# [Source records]
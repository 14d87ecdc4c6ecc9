//! Account commands.

use std::path::Path;
use std::sync::Arc;

use chrono::{DateTime, Local, Utc};
use taskcal_core::{Provider, Service};
use taskcal_providers::auth::{
    ConnectionState, ConnectionStatus, ConsentLauncher, LoopbackLauncher,
};
use tracing::info;

use crate::app::App;
use crate::config::{ClientConfig, save_client_id};
use crate::error::{ClientError, ClientResult};

/// Runs the consent flow for `provider` and stores the connection.
///
/// A `client_id` given on the command line is written to the config file
/// first so later runs find it.
pub async fn connect(
    mut config: ClientConfig,
    config_path: &Path,
    provider: Provider,
    service: Service,
    client_id: Option<String>,
    no_browser: bool,
) -> ClientResult<()> {
    if let Some(id) = client_id {
        save_client_id(config_path, provider, &id)?;
        println!("Saved {} client_id to {}", provider, config_path.display());
        config.provider_mut(provider).client_id = Some(id);
    }

    let launcher: Arc<dyn ConsentLauncher> = if no_browser {
        Arc::new(LoopbackLauncher::headless())
    } else {
        Arc::new(LoopbackLauncher::new())
    };
    let app = App::open(config, launcher)?;

    if !app.oauth.is_configured(provider) {
        return Err(ClientError::config(format!(
            "no client_id for {}. Add it to {}:\n  [{}]\n  client_id = \"...\"\n\n  \
             or run: taskcal auth connect {} --client-id <ID>",
            provider.display_name(),
            config_path.display(),
            provider,
            provider
        )));
    }

    println!("Connecting to {} ({})...", provider.display_name(), service);
    if no_browser {
        println!("Open the URL printed below in a browser to continue.");
    } else {
        println!("A browser window will open for you to authorize access.");
    }

    let connection = app.oauth.connect(provider, service).await?;
    info!(%provider, "connection stored");

    match connection.user.as_ref().and_then(|u| u.email.as_deref()) {
        Some(email) => println!("Connected to {} as {}.", provider.display_name(), email),
        None => println!("Connected to {}.", provider.display_name()),
    }
    Ok(())
}

/// Removes the stored connection of `provider`.
pub fn disconnect(config: ClientConfig, provider: Provider) -> ClientResult<()> {
    let app = App::open(config, Arc::new(LoopbackLauncher::headless()))?;
    let was_connected = app.oauth.connection(provider)?.is_some();
    app.oauth.disconnect(provider)?;
    if was_connected {
        println!("Disconnected from {}.", provider.display_name());
    } else {
        println!("{} was not connected.", provider.display_name());
    }
    Ok(())
}

/// Prints the connection state of every provider.
pub fn status(config: ClientConfig, json: bool) -> ClientResult<()> {
    let app = App::open(config, Arc::new(LoopbackLauncher::headless()))?;
    let statuses = app.oauth.connections()?;
    if json {
        let out = serde_json::to_string_pretty(&statuses)
            .map_err(|e| ClientError::config(format!("failed to serialize status: {}", e)))?;
        println!("{}", out);
    } else {
        print!("{}", format_status(&statuses, Utc::now()));
    }
    Ok(())
}

fn state_label(state: ConnectionState) -> &'static str {
    match state {
        ConnectionState::Disconnected => "not connected",
        ConnectionState::Valid => "connected",
        ConnectionState::NeedsRefresh => "connected (token refresh due)",
        ConnectionState::NeedsReconnect => "expired, reconnect required",
    }
}

fn local_time(at: DateTime<Utc>) -> String {
    at.with_timezone(&Local).format("%Y-%m-%d %H:%M").to_string()
}

/// Renders one block per provider.
pub fn format_status(statuses: &[ConnectionStatus], now: DateTime<Utc>) -> String {
    let mut out = String::new();
    for status in statuses {
        out.push_str(&format!(
            "{}: {}\n",
            status.provider.display_name(),
            state_label(status.state)
        ));
        if status.state == ConnectionState::Disconnected {
            continue;
        }
        if let Some(user) = &status.user
            && let Some(account) = user.email.as_deref().or(user.name.as_deref())
        {
            out.push_str(&format!("  account:   {}\n", account));
        }
        match status.expires_at {
            Some(at) if at > now => {
                let minutes = (at - now).num_minutes();
                out.push_str(&format!("  expires:   in {} min\n", minutes));
            }
            Some(at) => out.push_str(&format!("  expired:   {}\n", local_time(at))),
            None => out.push_str("  expires:   never\n"),
        }
        match status.last_sync_at {
            Some(at) => out.push_str(&format!("  last sync: {}\n", local_time(at))),
            None => out.push_str("  last sync: never\n"),
        }
    }
    out
}
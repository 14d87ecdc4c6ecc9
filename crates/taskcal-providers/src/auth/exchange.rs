//! Client of the trusted token exchange service.
//!
//! The client secret never leaves the exchange service. This side only posts
//! authorization codes and refresh tokens to it:
//!
//! - `POST {base}/api/oauth/exchange` with `{code, provider, redirect_uri}`
//! - `POST {base}/api/oauth/refresh` with `{provider, refresh_token}`
//!
//! Both answer with a standard OAuth token response. Failures are classified
//! so callers can tell "the helper service is down" apart from "the user
//! must log in again".

use std::time::Duration;

use chrono::Utc;
use serde::{Deserialize, Serialize};
use taskcal_core::Provider;
use tracing::{debug, info, warn};
use url::Url;

use super::connection::OAuthTokens;
use crate::error::{ProviderError, ProviderResult};
use crate::provider::BoxFuture;

/// Default base URL of the exchange service.
pub const DEFAULT_EXCHANGE_URL: &str = "http://127.0.0.1:8787";

/// Default request timeout.
pub const DEFAULT_EXCHANGE_TIMEOUT: Duration = Duration::from_secs(30);

/// Performs code exchange and token renewal on behalf of the client.
pub trait TokenExchange: Send + Sync {
    /// Exchanges an authorization code for tokens.
    fn exchange(
        &self,
        provider: Provider,
        code: String,
        redirect_uri: String,
    ) -> BoxFuture<'_, ProviderResult<OAuthTokens>>;

    /// Renews tokens with a refresh token.
    fn refresh(
        &self,
        provider: Provider,
        refresh_token: String,
    ) -> BoxFuture<'_, ProviderResult<OAuthTokens>>;
}

/// Location and timeout of the exchange service.
#[derive(Debug, Clone)]
pub struct ExchangeConfig {
    /// Base URL; endpoint paths are appended to it.
    pub base_url: String,
    /// Per-request timeout.
    pub timeout: Duration,
}

impl ExchangeConfig {
    /// Creates a config for the service at `base_url`.
    pub fn new(base_url: impl Into<String>) -> Self {
        Self {
            base_url: base_url.into(),
            timeout: DEFAULT_EXCHANGE_TIMEOUT,
        }
    }

    /// Checks that the base URL is an absolute http(s) URL.
    pub fn validate(&self) -> ProviderResult<Url> {
        let url = Url::parse(&self.base_url).map_err(|e| {
            ProviderError::configuration(format!(
                "invalid exchange URL '{}': {}",
                self.base_url, e
            ))
        })?;
        match url.scheme() {
            "http" | "https" => Ok(url),
            other => Err(ProviderError::configuration(format!(
                "exchange URL must use http or https, got '{}'",
                other
            ))),
        }
    }

    /// Builder method to set the timeout.
    pub fn with_timeout(mut self, timeout: Duration) -> Self {
        self.timeout = timeout;
        self
    }
}

impl Default for ExchangeConfig {
    fn default() -> Self {
        Self::new(DEFAULT_EXCHANGE_URL)
    }
}

#[derive(Debug, Serialize)]
struct ExchangeBody<'a> {
    code: &'a str,
    provider: Provider,
    redirect_uri: &'a str,
}

#[derive(Debug, Serialize)]
struct RefreshBody<'a> {
    provider: Provider,
    refresh_token: &'a str,
}

#[derive(Debug, Deserialize)]
struct TokenResponse {
    access_token: String,
    #[serde(default)]
    refresh_token: Option<String>,
    #[serde(default)]
    expires_in: Option<i64>,
    #[serde(default)]
    token_type: Option<String>,
    #[serde(default)]
    scope: Option<String>,
}

impl TokenResponse {
    fn into_tokens(self) -> OAuthTokens {
        OAuthTokens {
            access_token: self.access_token,
            refresh_token: self.refresh_token,
            expires_at: self
                .expires_in
                .map(|secs| Utc::now() + chrono::Duration::seconds(secs)),
            token_type: self.token_type.unwrap_or_else(|| "Bearer".to_string()),
            scope: self.scope,
        }
    }
}

#[derive(Debug, Default, Deserialize)]
struct ErrorBody {
    #[serde(default)]
    error: Option<String>,
    #[serde(default)]
    error_description: Option<String>,
}

#[derive(Debug, Clone, Copy, PartialEq, Eq)]
enum Endpoint {
    Exchange,
    Refresh,
}

impl Endpoint {
    fn path(self) -> &'static str {
        match self {
            Self::Exchange => "api/oauth/exchange",
            Self::Refresh => "api/oauth/refresh",
        }
    }
}

/// HTTP implementation of [`TokenExchange`].
#[derive(Debug, Clone)]
pub struct HttpTokenExchange {
    config: ExchangeConfig,
    http_client: reqwest::Client,
}

impl HttpTokenExchange {
    /// Creates a client for the configured exchange service.
    pub fn new(config: ExchangeConfig) -> Self {
        let http_client = reqwest::Client::builder()
            .timeout(config.timeout)
            .build()
            .expect("failed to create HTTP client");

        Self {
            config,
            http_client,
        }
    }

    fn endpoint_url(&self, endpoint: Endpoint) -> ProviderResult<Url> {
        let mut base = self.config.validate()?;
        if !base.path().ends_with('/') {
            let path = format!("{}/", base.path());
            base.set_path(&path);
        }
        base.join(endpoint.path())
            .map_err(|e| ProviderError::configuration(format!("invalid exchange URL: {}", e)))
    }

    async fn post<B: Serialize>(
        &self,
        provider: Provider,
        endpoint: Endpoint,
        body: &B,
    ) -> ProviderResult<OAuthTokens> {
        let url = self.endpoint_url(endpoint)?;
        debug!(%provider, %url, "calling token exchange service");

        let response = self
            .http_client
            .post(url)
            .json(body)
            .send()
            .await
            .map_err(|e| {
                let message = if e.is_connect() {
                    format!("token exchange service unreachable: {}", e)
                } else if e.is_timeout() {
                    "token exchange service timed out".to_string()
                } else {
                    format!("token exchange request failed: {}", e)
                };
                ProviderError::exchange_unavailable(message)
                    .with_provider(provider.as_str())
                    .with_source(e)
            })?;

        let status = response.status();
        let text = response.text().await.map_err(|e| {
            ProviderError::network(format!("failed to read response: {}", e))
                .with_provider(provider.as_str())
        })?;

        if !status.is_success() {
            let err = classify_failure(endpoint, status, &text).with_provider(provider.as_str());
            warn!(%provider, %status, "token exchange service rejected request");
            return Err(err);
        }

        let token_response: TokenResponse = serde_json::from_str(&text).map_err(|e| {
            ProviderError::invalid_response(format!("invalid token response: {}", e))
                .with_provider(provider.as_str())
        })?;

        Ok(token_response.into_tokens())
    }
}

impl TokenExchange for HttpTokenExchange {
    fn exchange(
        &self,
        provider: Provider,
        code: String,
        redirect_uri: String,
    ) -> BoxFuture<'_, ProviderResult<OAuthTokens>> {
        Box::pin(async move {
            let body = ExchangeBody {
                code: &code,
                provider,
                redirect_uri: &redirect_uri,
            };
            let tokens = self.post(provider, Endpoint::Exchange, &body).await?;
            info!(%provider, "exchanged authorization code for tokens");
            Ok(tokens)
        })
    }

    fn refresh(
        &self,
        provider: Provider,
        refresh_token: String,
    ) -> BoxFuture<'_, ProviderResult<OAuthTokens>> {
        Box::pin(async move {
            let body = RefreshBody {
                provider,
                refresh_token: &refresh_token,
            };
            let tokens = self.post(provider, Endpoint::Refresh, &body).await?;
            info!(%provider, "refreshed access token");
            Ok(tokens)
        })
    }
}

/// Maps a non-success response of the exchange service to an error.
fn classify_failure(endpoint: Endpoint, status: reqwest::StatusCode, body: &str) -> ProviderError {
    let parsed: ErrorBody = serde_json::from_str(body).unwrap_or_default();
    let detail = parsed
        .error_description
        .clone()
        .or_else(|| parsed.error.clone())
        .unwrap_or_else(|| body.to_string());
    let invalid_grant = parsed.error.as_deref() == Some("invalid_grant");
    let rejected = matches!(status.as_u16(), 400 | 401);
    let reconnect_hint = !status.is_server_error()
        && [parsed.error.as_deref(), parsed.error_description.as_deref()]
            .into_iter()
            .flatten()
            .map(str::to_ascii_lowercase)
            .any(|text| text.contains("expired") || text.contains("reconnect"));

    match endpoint {
        Endpoint::Refresh if invalid_grant || rejected || reconnect_hint => {
            ProviderError::session_expired(format!(
                "refresh rejected ({}): {}; reconnect required",
                status, detail
            ))
        }
        Endpoint::Exchange if invalid_grant || rejected => ProviderError::authentication(
            format!("code exchange rejected ({}): {}", status, detail),
        ),
        _ if status.is_server_error() => {
            ProviderError::server(format!("token exchange service error ({}): {}", status, detail))
        }
        _ => ProviderError::authentication(format!(
            "token exchange failed ({}): {}",
            status, detail
        )),
    }
}

#[cfg(test)]
mod tests {
    use super::*;
    use crate::error::ProviderErrorCode;
    use wiremock::matchers::{body_json, method, path};
    use wiremock::{Mock, MockServer, ResponseTemplate};

    fn client_for(server: &MockServer) -> HttpTokenExchange {
        HttpTokenExchange::new(ExchangeConfig::new(server.uri()))
    }

    #[tokio::test]
    async fn exchange_posts_code() {
        let server = MockServer::start().await;
        Mock::given(method("POST"))
            .and(path("/api/oauth/exchange"))
            .and(body_json(serde_json::json!({
                "code": "c0de",
                "provider": "google",
                "redirect_uri": "http://127.0.0.1:8976/callback",
            })))
            .respond_with(ResponseTemplate::new(200).set_body_json(serde_json::json!({
                "access_token": "at",
                "refresh_token": "rt",
                "expires_in": 3600,
                "token_type": "Bearer",
                "scope": "https://www.googleapis.com/auth/tasks",
            })))
            .expect(1)
            .mount(&server)
            .await;

        let tokens = client_for(&server)
            .exchange(
                Provider::Google,
                "c0de".to_string(),
                "http://127.0.0.1:8976/callback".to_string(),
            )
            .await
            .unwrap();

        assert_eq!(tokens.access_token, "at");
        assert_eq!(tokens.refresh_token.as_deref(), Some("rt"));
        let expires_at = tokens.expires_at.unwrap();
        assert!(expires_at > Utc::now() + chrono::Duration::minutes(59));
    }

    #[tokio::test]
    async fn refresh_invalid_grant_is_session_expired() {
        let server = MockServer::start().await;
        Mock::given(method("POST"))
            .and(path("/api/oauth/refresh"))
            .respond_with(ResponseTemplate::new(400).set_body_json(serde_json::json!({
                "error": "invalid_grant",
                "error_description": "Token has been expired or revoked.",
            })))
            .mount(&server)
            .await;

        let err = client_for(&server)
            .refresh(Provider::Google, "old".to_string())
            .await
            .unwrap_err();
        assert_eq!(err.code(), ProviderErrorCode::SessionExpired);
        assert!(err.requires_reconnect());
    }

    #[tokio::test]
    async fn refresh_reconnect_hint_is_session_expired() {
        let server = MockServer::start().await;
        Mock::given(method("POST"))
            .and(path("/api/oauth/refresh"))
            .respond_with(ResponseTemplate::new(403).set_body_json(serde_json::json!({
                "error": "token_expired",
                "error_description": "Refresh token is no longer valid, please reconnect",
            })))
            .mount(&server)
            .await;

        let err = client_for(&server)
            .refresh(Provider::Microsoft, "old".to_string())
            .await
            .unwrap_err();
        assert_eq!(err.code(), ProviderErrorCode::SessionExpired);
    }

    #[tokio::test]
    async fn refresh_forbidden_without_hint_is_authentication_failure() {
        let server = MockServer::start().await;
        Mock::given(method("POST"))
            .and(path("/api/oauth/refresh"))
            .respond_with(ResponseTemplate::new(403).set_body_json(serde_json::json!({
                "error": "unauthorized_client",
            })))
            .mount(&server)
            .await;

        let err = client_for(&server)
            .refresh(Provider::Google, "old".to_string())
            .await
            .unwrap_err();
        assert_eq!(err.code(), ProviderErrorCode::AuthenticationFailed);
    }

    #[tokio::test]
    async fn refresh_unauthorized_is_session_expired() {
        let server = MockServer::start().await;
        Mock::given(method("POST"))
            .and(path("/api/oauth/refresh"))
            .respond_with(ResponseTemplate::new(401).set_body_string("nope"))
            .mount(&server)
            .await;

        let err = client_for(&server)
            .refresh(Provider::Microsoft, "old".to_string())
            .await
            .unwrap_err();
        assert_eq!(err.code(), ProviderErrorCode::SessionExpired);
    }

    #[tokio::test]
    async fn refresh_server_error_is_retryable() {
        let server = MockServer::start().await;
        Mock::given(method("POST"))
            .and(path("/api/oauth/refresh"))
            .respond_with(ResponseTemplate::new(503))
            .mount(&server)
            .await;

        let err = client_for(&server)
            .refresh(Provider::Google, "rt".to_string())
            .await
            .unwrap_err();
        assert!(err.is_retryable());
        assert!(!err.requires_reconnect());
    }

    #[tokio::test]
    async fn unreachable_service_is_distinct() {
        // Bind then drop to get a port nothing listens on
        let listener = std::net::TcpListener::bind("127.0.0.1:0").unwrap();
        let port = listener.local_addr().unwrap().port();
        drop(listener);

        let config = ExchangeConfig::new(format!("http://127.0.0.1:{}", port));
        let err = HttpTokenExchange::new(config)
            .refresh(Provider::Google, "rt".to_string())
            .await
            .unwrap_err();
        assert_eq!(err.code(), ProviderErrorCode::ExchangeServiceUnavailable);
        assert!(!err.requires_reconnect());
    }

    #[test]
    fn endpoint_url_keeps_base_path() {
        let config = ExchangeConfig::new("http://localhost:9000/helper");
        let client = HttpTokenExchange::new(config);
        let url = client.endpoint_url(Endpoint::Refresh).unwrap();
        assert_eq!(url.as_str(), "http://localhost:9000/helper/api/oauth/refresh");
    }

    #[test]
    fn validate_rejects_bad_urls() {
        assert!(ExchangeConfig::default().validate().is_ok());
        assert!(ExchangeConfig::new("not a url").validate().is_err());
        assert!(ExchangeConfig::new("ftp://host/").validate().is_err());
    }
}
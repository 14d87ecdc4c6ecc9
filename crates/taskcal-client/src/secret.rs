//! Secret references in `config.toml`.
//!
//! A provider `client_id` may point outside the file:
//!
//! - `pass::path/in/store`: first line of `pass show path/in/store`
//! - `env::VAR_NAME`: the value of `$VAR_NAME`
//! - anything else: used as written

use std::process::Command;

use crate::error::{ClientError, ClientResult};

/// Where a configured value comes from.
#[derive(Debug, Clone, Copy, PartialEq, Eq)]
pub enum SecretRef<'a> {
    /// An entry of the `pass` password store.
    Pass(&'a str),
    /// An environment variable.
    Env(&'a str),
    /// The value itself.
    Plain(&'a str),
}

impl<'a> SecretRef<'a> {
    /// Splits off a known prefix.
    pub fn parse(value: &'a str) -> Self {
        if let Some(path) = value.strip_prefix("pass::") {
            Self::Pass(path)
        } else if let Some(var) = value.strip_prefix("env::") {
            Self::Env(var)
        } else {
            Self::Plain(value)
        }
    }

    /// Looks the value up.
    pub fn lookup(self) -> ClientResult<String> {
        match self {
            Self::Pass(path) => pass_show(path),
            Self::Env(var) => std::env::var(var).map_err(|_| {
                ClientError::config(format!("environment variable `{}` is not set", var))
            }),
            Self::Plain(value) => Ok(value.to_string()),
        }
    }
}

/// Resolves a value that may carry a secret reference prefix.
///
/// Surrounding whitespace is trimmed; an empty result is an error.
pub fn resolve(value: &str) -> ClientResult<String> {
    let resolved = SecretRef::parse(value).lookup()?;
    let trimmed = resolved.trim();
    if trimmed.is_empty() {
        return Err(ClientError::config(format!(
            "secret reference '{}' resolved to an empty value",
            value
        )));
    }
    Ok(trimmed.to_string())
}

fn pass_show(path: &str) -> ClientResult<String> {
    let output = Command::new("pass")
        .args(["show", path])
        .output()
        .map_err(|e| ClientError::config(format!("cannot run `pass show {}`: {}", path, e)))?;

    if !output.status.success() {
        return Err(ClientError::config(format!(
            "`pass show {}` exited with {}: {}",
            path,
            output.status,
            String::from_utf8_lossy(&output.stderr).trim()
        )));
    }

    String::from_utf8_lossy(&output.stdout)
        .lines()
        .next()
        .map(str::to_string)
        .ok_or_else(|| ClientError::config(format!("`pass show {}` printed nothing", path)))
}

# [What you need to do]
Across the entries, each line containing the word "rejected" is to be counted once; the total alone is to be given.

# [Reply to the exercise]
6